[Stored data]
**********

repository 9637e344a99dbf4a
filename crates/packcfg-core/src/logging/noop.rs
//! No-op logger implementation

use super::traits::Logger;

/// A logger that does nothing
#[derive(Debug, Clone, Copy, Default)]
pub struct NoOpLogger;

impl NoOpLogger {
    pub fn new() -> Self {
        Self
    }
}

impl Logger for NoOpLogger {
    fn debug(&self, _message: &str) {}
    fn info(&self, _message: &str) {}
    fn warn(&self, _message: &str) {}
    fn error(&self, _message: &str) {}
}
//! Logging abstractions

mod traits;
mod noop;
mod memory;
mod tracing_logger;

pub use traits::{Logger, SharedLogger};
pub use noop::NoOpLogger;
pub use memory::MemoryLogger;
pub use tracing_logger::TracingLogger;
//! Logger backed by `tracing`

use super::traits::Logger;

/// A logger that forwards every message to the `tracing` macros
///
/// Which levels are emitted, and where, is decided by the subscriber the
/// host binary installs.
#[derive(Debug, Clone, Copy, Default)]
pub struct TracingLogger;

impl TracingLogger {
    pub fn new() -> Self {
        Self
    }
}

impl Logger for TracingLogger {
    fn debug(&self, message: &str) {
        tracing::debug!(target: "packcfg", "{}", message);
    }

    fn info(&self, message: &str) {
        tracing::info!(target: "packcfg", "{}", message);
    }

    fn warn(&self, message: &str) {
        tracing::warn!(target: "packcfg", "{}", message);
    }

    fn error(&self, message: &str) {
        tracing::error!(target: "packcfg", "{}", message);
    }
}
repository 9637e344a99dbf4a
//! Project layout and metadata chain assembly
//!
//! Source priority for metadata (earlier sources win):
//! 1. Explicit `-P key=value` overrides
//! 2. `ORG_GRADLE_PROJECT_<key>` environment variables
//! 3. `gradle.properties` in the Gradle user home
//! 4. The project's `gradle.properties`
//! 5. The project's `local.properties`

use std::env;
use std::path::{Path, PathBuf};

use super::descriptor::{ProjectDescriptor, DESCRIPTOR_FILE};
use crate::error::{ConfigError, ConfigResult};
use crate::properties::{ChainPropertySource, EnvPropertySource, PropertyStore};
use crate::resolver::ResolveRequest;

pub const GRADLE_PROPERTIES: &str = "gradle.properties";
pub const LOCAL_PROPERTIES: &str = "local.properties";

/// Source name for explicit overrides
pub const OVERRIDES_SOURCE: &str = "command line";

/// The Gradle user home: `$GRADLE_USER_HOME`, else `~/.gradle`
pub fn gradle_user_home() -> Option<PathBuf> {
    match env::var_os("GRADLE_USER_HOME") {
        Some(home) if !home.is_empty() => Some(PathBuf::from(home)),
        _ => dirs::home_dir().map(|home| home.join(".gradle")),
    }
}

/// Split a `key=value` override argument
pub fn parse_override(arg: &str) -> ConfigResult<(String, String)> {
    match arg.split_once('=') {
        Some((key, value)) if !key.is_empty() => Ok((key.to_string(), value.to_string())),
        _ => Err(ConfigError::InvalidOverride(arg.to_string())),
    }
}

/// Inputs for the metadata chain that come from outside the project tree
#[derive(Debug, Clone, Default)]
pub struct MetadataOptions {
    /// Explicit overrides in argument order (later ones win)
    pub overrides: Vec<(String, String)>,
    /// Captured environment, `None` to ignore the environment
    pub environment: Option<EnvPropertySource>,
    /// Gradle user home, `None` to skip the user-level properties file
    pub gradle_user_home: Option<PathBuf>,
}

/// A project root together with its descriptor
#[derive(Debug, Clone)]
pub struct Project {
    root: PathBuf,
    descriptor: ProjectDescriptor,
}

impl Project {
    pub fn new(root: impl Into<PathBuf>, descriptor: ProjectDescriptor) -> Self {
        Self {
            root: root.into(),
            descriptor,
        }
    }

    /// Open a project, reading `descriptor` or `<root>/packcfg.yaml`
    pub fn open(root: impl Into<PathBuf>, descriptor: Option<&Path>) -> ConfigResult<Self> {
        let root = root.into();
        let path = descriptor
            .map(Path::to_path_buf)
            .unwrap_or_else(|| root.join(DESCRIPTOR_FILE));
        let descriptor = ProjectDescriptor::load(&path)?;
        Ok(Self::new(root, descriptor))
    }

    pub fn root(&self) -> &Path {
        &self.root
    }

    pub fn descriptor(&self) -> &ProjectDescriptor {
        &self.descriptor
    }

    /// Signing property file location
    pub fn signing_properties_path(&self) -> PathBuf {
        self.root.join(&self.descriptor.signing_properties)
    }

    /// Application module directory
    pub fn module_dir(&self) -> PathBuf {
        self.root.join(&self.descriptor.module_dir)
    }

    /// Load the signing properties (an absent file is an empty store)
    pub fn load_signing_store(&self) -> ConfigResult<PropertyStore> {
        PropertyStore::load(self.signing_properties_path())
    }

    /// Project-level metadata files, highest priority first
    pub fn metadata_files(&self) -> Vec<PathBuf> {
        vec![self.root.join(GRADLE_PROPERTIES), self.root.join(LOCAL_PROPERTIES)]
    }

    /// Build the ordered metadata chain
    pub fn metadata_chain(&self, options: MetadataOptions) -> ConfigResult<ChainPropertySource> {
        let mut chain = ChainPropertySource::new()
            .with_source(Box::new(PropertyStore::from_pairs(OVERRIDES_SOURCE, options.overrides)));

        if let Some(environment) = options.environment {
            chain = chain.with_source(Box::new(environment));
        }

        if let Some(home) = options.gradle_user_home {
            chain = chain.with_source(Box::new(PropertyStore::load(home.join(GRADLE_PROPERTIES))?));
        }

        for path in self.metadata_files() {
            chain = chain.with_source(Box::new(PropertyStore::load(&path)?));
        }

        Ok(chain)
    }

    /// Build a resolve request; explicit values win over the descriptor
    pub fn request(
        &self,
        namespace: Option<String>,
        application_id: Option<String>,
    ) -> ConfigResult<ResolveRequest> {
        Ok(ResolveRequest {
            namespace: namespace.or_else(|| self.descriptor.namespace.clone()),
            application_id: application_id.or_else(|| self.descriptor.application_id.clone()),
            signing_store: self.load_signing_store()?,
            module_dir: Some(self.module_dir()),
        })
    }
}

**********

▶ **Work order**
Count, in the records above, the lines that include "match", and give the number with nothing added.

▶ **Answer for this exercise**
2